Oggi nella storia: La stagione della navigazione svanisce
A fine agosto, nei porti romani si respira tensione: i giorni 'sicuri' per salpare nel Mediterraneo stanno per finire. Da qui in poi, ogni nave gioca a dadi con il disastro.

Unknown — "Rosso antico torso of a centaur" (1st–2nd century CE), public domain
I porti si fanno nervosi mentre l’estate svanisce.
A fine agosto, i capitani romani guardavano il mare con timore. La stagione ufficiale della navigazione era quasi finita—dopo, le tempeste potevano distruggere anche il viaggio meglio pianificato. Solo i disperati o gli incoscienti salpavano oltre questi giorni.
Grano, vite e fortuna in bilico.
Una spedizione mancata poteva significare carestia o rovina.
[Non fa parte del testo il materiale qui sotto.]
//! Core data types for the storage layer.
//!
//! These mirror the persisted table shape: one row per lot, one row per
//! ledger entry.

use std::fmt;
use std::str::FromStr;

use chrono::{DateTime, Utc};
use rusqlite::types::{FromSql, FromSqlResult, ToSql, ToSqlOutput, ValueRef};
use serde::{Deserialize, Serialize};
use uuid::Uuid;

use crate::error::LedgerError;

/// Lot identifier (part control number).
///
/// Assigned from a monotonic sequence and never reused, so ascending order
/// doubles as age order for FIFO allocation.
#[derive(Debug, Clone, Copy, PartialEq, Eq, PartialOrd, Ord, Hash, Serialize, Deserialize)]
#[serde(transparent)]
pub struct LotId(pub i64);

impl LotId {
    pub fn get(self) -> i64 {
        self.0
    }
}

impl fmt::Display for LotId {
    fn fmt(&self, f: &mut fmt::Formatter<'_>) -> fmt::Result {
        write!(f, "{}", self.0)
    }
}

impl From<i64> for LotId {
    fn from(value: i64) -> Self {
        LotId(value)
    }
}

impl ToSql for LotId {
    fn to_sql(&self) -> rusqlite::Result<ToSqlOutput<'_>> {
        Ok(ToSqlOutput::from(self.0))
    }
}

impl FromSql for LotId {
    fn column_result(value: ValueRef<'_>) -> FromSqlResult<Self> {
        i64::column_result(value).map(LotId)
    }
}

/// Descriptive attributes of a received batch.
#[derive(Debug, Clone, Default, PartialEq, Eq, Serialize, Deserialize)]
pub struct LotMetadata {
    /// Manufacturer part number
    #[serde(default, skip_serializing_if = "Option::is_none")]
    pub mpn: Option<String>,

    /// Manufacturer date code
    #[serde(default, skip_serializing_if = "Option::is_none")]
    pub date_code: Option<String>,

    /// Moisture-sensitivity level
    #[serde(default, skip_serializing_if = "Option::is_none")]
    pub msl: Option<String>,
}

impl LotMetadata {
    pub fn is_empty(&self) -> bool {
        self.mpn.is_none() && self.date_code.is_none() && self.msl.is_none()
    }
}

/// An inventory lot.
#[derive(Debug, Clone, PartialEq, Eq, Serialize, Deserialize)]
pub struct Lot {
    pub id: LotId,

    /// Logical part identifier
    pub item: String,

    /// Quantity in warehouse storage, available to pick
    pub on_hand_qty: i64,

    /// Quantity checked out to the production floor
    pub staged_qty: i64,

    pub location: Option<String>,

    pub metadata: LotMetadata,

    pub created_at: DateTime<Utc>,

    pub last_modified: DateTime<Utc>,
}

/// A lot about to be created by a stock operation.
#[derive(Debug, Clone)]
pub struct NewLot {
    pub item: String,
    pub on_hand_qty: i64,
    pub location: Option<String>,
    pub metadata: LotMetadata,
    pub created_at: DateTime<Utc>,
}

/// A quantity change applied to one lot inside a transaction.
#[derive(Debug, Clone)]
pub struct LotDelta {
    pub on_hand: i64,
    pub staged: i64,

    /// New location, if the operation moves the lot
    pub location: Option<String>,

    pub at: DateTime<Utc>,
}

impl LotDelta {
    pub fn new(on_hand: i64, staged: i64, at: DateTime<Utc>) -> Self {
        Self {
            on_hand,
            staged,
            location: None,
            at,
        }
    }

    pub fn with_location(mut self, location: Option<String>) -> Self {
        self.location = location;
        self
    }
}

/// Kind of quantity movement recorded by a ledger entry.
#[derive(Debug, Clone, Copy, PartialEq, Eq, Hash, Serialize, Deserialize)]
#[serde(rename_all = "SCREAMING_SNAKE_CASE")]
pub enum OperationKind {
    /// Received into on-hand
    Stock,
    /// Moved from on-hand to staged
    Pick,
    /// Moved from staged back to on-hand
    Restock,
    /// Signed correction to on-hand
    Adjust,
}

impl OperationKind {
    pub fn as_str(self) -> &'static str {
        match self {
            OperationKind::Stock => "STOCK",
            OperationKind::Pick => "PICK",
            OperationKind::Restock => "RESTOCK",
            OperationKind::Adjust => "ADJUST",
        }
    }
}

impl fmt::Display for OperationKind {
    fn fmt(&self, f: &mut fmt::Formatter<'_>) -> fmt::Result {
        f.write_str(self.as_str())
    }
}

impl FromStr for OperationKind {
    type Err = LedgerError;

    fn from_str(s: &str) -> Result<Self, Self::Err> {
        match s.to_ascii_uppercase().as_str() {
            "STOCK" => Ok(OperationKind::Stock),
            "PICK" => Ok(OperationKind::Pick),
            "RESTOCK" => Ok(OperationKind::Restock),
            "ADJUST" => Ok(OperationKind::Adjust),
            other => Err(LedgerError::Validation(format!(
                "Unknown operation kind: {}",
                other
            ))),
        }
    }
}

/// An immutable transaction log record.
#[derive(Debug, Clone, PartialEq, Eq, Serialize, Deserialize)]
pub struct LedgerEntry {
    pub entry_id: i64,

    /// Groups every entry written by one operation
    pub operation_id: Uuid,

    pub kind: OperationKind,

    pub lot_id: LotId,

    pub item: String,

    /// Quantity moved in the direction named by `kind`; signed for ADJUST
    pub quantity_delta: i64,

    pub location_from: Option<String>,

    pub location_to: Option<String>,

    pub actor: String,

    pub timestamp: DateTime<Utc>,

    pub work_order: Option<String>,
}

/// A ledger entry about to be appended.
#[derive(Debug, Clone)]
pub struct NewLedgerEntry {
    pub operation_id: Uuid,
    pub kind: OperationKind,
    pub lot_id: LotId,
    pub item: String,
    pub quantity_delta: i64,
    pub location_from: Option<String>,
    pub location_to: Option<String>,
    pub actor: String,
    pub timestamp: DateTime<Utc>,
    pub work_order: Option<String>,
}

/// Lots and the full transaction log, read at one point in time.
#[derive(Debug, Clone, Default)]
pub struct StoreSnapshot {
    pub lots: Vec<Lot>,
    pub entries: Vec<LedgerEntry>,
}

/// Filter for querying ledger entries.
#[derive(Debug, Clone, Default)]
pub struct EntryFilter {
    pub lot_id: Option<LotId>,

    pub item: Option<String>,

    pub kind: Option<OperationKind>,

    pub work_order: Option<String>,

    pub operation_id: Option<Uuid>,

    /// Return the most recent entries first
    pub newest_first: bool,

    /// Maximum number of results
    pub limit: Option<usize>,
}

impl EntryFilter {
    pub fn new() -> Self {
        Self::default()
    }

    pub fn lot(mut self, lot_id: LotId) -> Self {
        self.lot_id = Some(lot_id);
        self
    }

    pub fn item(mut self, item: impl Into<String>) -> Self {
        self.item = Some(item.into());
        self
    }

    pub fn kind(mut self, kind: OperationKind) -> Self {
        self.kind = Some(kind);
        self
    }

    pub fn work_order(mut self, work_order: impl Into<String>) -> Self {
        self.work_order = Some(work_order.into());
        self
    }

    pub fn operation(mut self, operation_id: Uuid) -> Self {
        self.operation_id = Some(operation_id);
        self
    }

    pub fn newest_first(mut self) -> Self {
        self.newest_first = true;
        self
    }

    pub fn limit(mut self, limit: usize) -> Self {
        self.limit = Some(limit);
        self
    }
}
Famiglie in attesa sui moli, mercanti che si mangiavano le unghie, e ogni capitano che scrutava il cielo due volte. Il Mediterraneo, così blu d’estate, poteva diventare un cimitero in una notte.
Le regole del mare, scritte dalla paura.
I romani non dimenticavano: la natura dettava le regole molto prima di Roma. Il loro calendario segnava quando rischiare le onde, e i marinai imparavano il rispetto a caro prezzo.
La stagione della navigazione nell'antico Mediterraneo si chiudeva lentamente verso la fine di agosto. Mercanti e viaggiatori dovevano rischiare: prendere il mare subito, o restare bloccati per mesi—magari in balia delle tempeste autunnali o di città affamate.